Asana 8: Downward Face Sanvasana

Lower your chest towards the floor. Extend your arms and straighten your elbows. Push your head down with your arms. Your body should be in a triangular shape with respect to the floor, now keep the hands shoulder width apart. Apply pressure to your palms and open your shoulder blades. Try to push your heels into the floor. Keep in mind that your back should not be bent. Look at your toes.

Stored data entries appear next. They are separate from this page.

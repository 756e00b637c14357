//! convoy.toml process configuration.
//!
//! Passed explicitly into the reconciliation entry point; there is no global
//! config. Every section is optional and an empty file is a valid config.

use std::path::{Path, PathBuf};

use serde::{Deserialize, Serialize};

#[derive(Debug, Clone, Default, PartialEq, Serialize, Deserialize)]
pub struct ConvoyConfig {
    #[serde(default)]
    pub planner: PlannerConfig,
    #[serde(default)]
    pub update: UpdateConfig,
    #[serde(default)]
    pub state: StateConfig,
    #[serde(default)]
    pub log: LogConfig,
}

#[derive(Debug, Clone, PartialEq, Serialize, Deserialize)]
pub struct PlannerConfig {
    /// Worker pool size for fetching agent state before planning.
    #[serde(default = "default_snapshot_workers")]
    pub snapshot_workers: usize,
    /// Upper bound on dynamic allocation attempts after insert conflicts.
    #[serde(default = "default_max_ip_allocation_attempts")]
    pub max_ip_allocation_attempts: u32,
}

impl Default for PlannerConfig {
    fn default() -> Self {
        Self {
            snapshot_workers: default_snapshot_workers(),
            max_ip_allocation_attempts: default_max_ip_allocation_attempts(),
        }
    }
}

fn default_snapshot_workers() -> usize {
    32
}

fn default_max_ip_allocation_attempts() -> u32 {
    16
}

/// Rolling update settings: a canary batch, then batches of `max_in_flight`.
#[derive(Debug, Clone, Copy, PartialEq, Eq, Serialize, Deserialize)]
pub struct UpdateConfig {
    #[serde(default = "default_canaries")]
    pub canaries: u32,
    #[serde(default = "default_max_in_flight")]
    pub max_in_flight: u32,
}

impl Default for UpdateConfig {
    fn default() -> Self {
        Self {
            canaries: default_canaries(),
            max_in_flight: default_max_in_flight(),
        }
    }
}

fn default_canaries() -> u32 {
    1
}

fn default_max_in_flight() -> u32 {
    1
}

#[derive(Debug, Clone, Default, PartialEq, Serialize, Deserialize)]
pub struct StateConfig {
    /// redb file holding IP reservations. In-memory when absent.
    pub path: Option<PathBuf>,
}

#[derive(Debug, Clone, PartialEq, Serialize, Deserialize)]
pub struct LogConfig {
    #[serde(default = "default_log_filter")]
    pub filter: String,
    #[serde(default)]
    pub json: bool,
}

impl Default for LogConfig {
    fn default() -> Self {
        Self {
            filter: default_log_filter(),
            json: false,
        }
    }
}

fn default_log_filter() -> String {
    "convoy=info".to_string()
}

impl ConvoyConfig {
    pub fn from_file(path: &Path) -> anyhow::Result<Self> {
        let content = std::fs::read_to_string(path)?;
        let config: ConvoyConfig = toml::from_str(&content)?;
        Ok(config)
    }

    pub fn to_toml_string(&self) -> anyhow::Result<String> {
        Ok(toml::to_string_pretty(self)?)
    }
}

#[cfg(test)]
mod tests {
    use super::*;

    #[test]
    fn test_empty_config_uses_defaults() {
        let config: ConvoyConfig = toml::from_str("").unwrap();
        assert_eq!(config, ConvoyConfig::default());
        assert_eq!(config.planner.snapshot_workers, 32);
        assert_eq!(config.planner.max_ip_allocation_attempts, 16);
        assert_eq!(config.update.canaries, 1);
        assert_eq!(config.log.filter, "convoy=info");
        assert!(config.state.path.is_none());
    }

    #[test]
    fn test_parse_partial_sections() {
        let toml_str = r#"
[planner]
snapshot_workers = 4

[update]
max_in_flight = 3

[state]
path = "/var/lib/convoy/state.redb"
"#;
        let config: ConvoyConfig = toml::from_str(toml_str).unwrap();
        assert_eq!(config.planner.snapshot_workers, 4);
        assert_eq!(config.planner.max_ip_allocation_attempts, 16);
        assert_eq!(config.update.canaries, 1);
        assert_eq!(config.update.max_in_flight, 3);
        assert_eq!(
            config.state.path.as_deref(),
            Some(Path::new("/var/lib/convoy/state.redb"))
        );
    }

    #[test]
    fn test_round_trips_through_toml() {
        let config = ConvoyConfig::default();
        let toml_str = config.to_toml_string().unwrap();
        assert!(toml_str.contains("snapshot_workers"));
        let parsed: ConvoyConfig = toml::from_str(&toml_str).unwrap();
        assert_eq!(parsed, config);
    }
}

Asana 9: Horse Conducting Asana

Bring your right foot forward and place it between your palms, bring your right knee in line with your right ankle, lower your left knee and keep it down, curl your left toes in and point them up press towards. After giving slight pressure, spread them outwards, pushing your chest forward.

Asana 10: Hastapadasana

Raise your left knee off the floor. Bring your left leg forward and place your left foot between your palms. Keep your knees as straight as possible, try to leave as little space as possible between your upper and lower body. Keep in mind that your back should not become a hump. Let your neck fall with gravity and tuck your nose between your knees.

  तेजी से बढ़ता बच्चे का वजन कहीं बन जाए बीमारियों की वजह, तीन आसान तरीकों से पा सकते हैं काबू

Asana 11: Hastautasana

Tilt the neck and look forward. Bring your upper body in an upright posture. Extend your arms above your head. Join your palms and make pranam mudra. To soften, tilt your head, neck and upper back slightly. Keep in mind that when you bend your upper body backwards, your arms should be next to your ears.

Posture 12: Tadasana

Straighten your spine and stand straight. Lower your arms and bring your joined palms in front of your chest. Relax your shoulders and notice that your feet are together.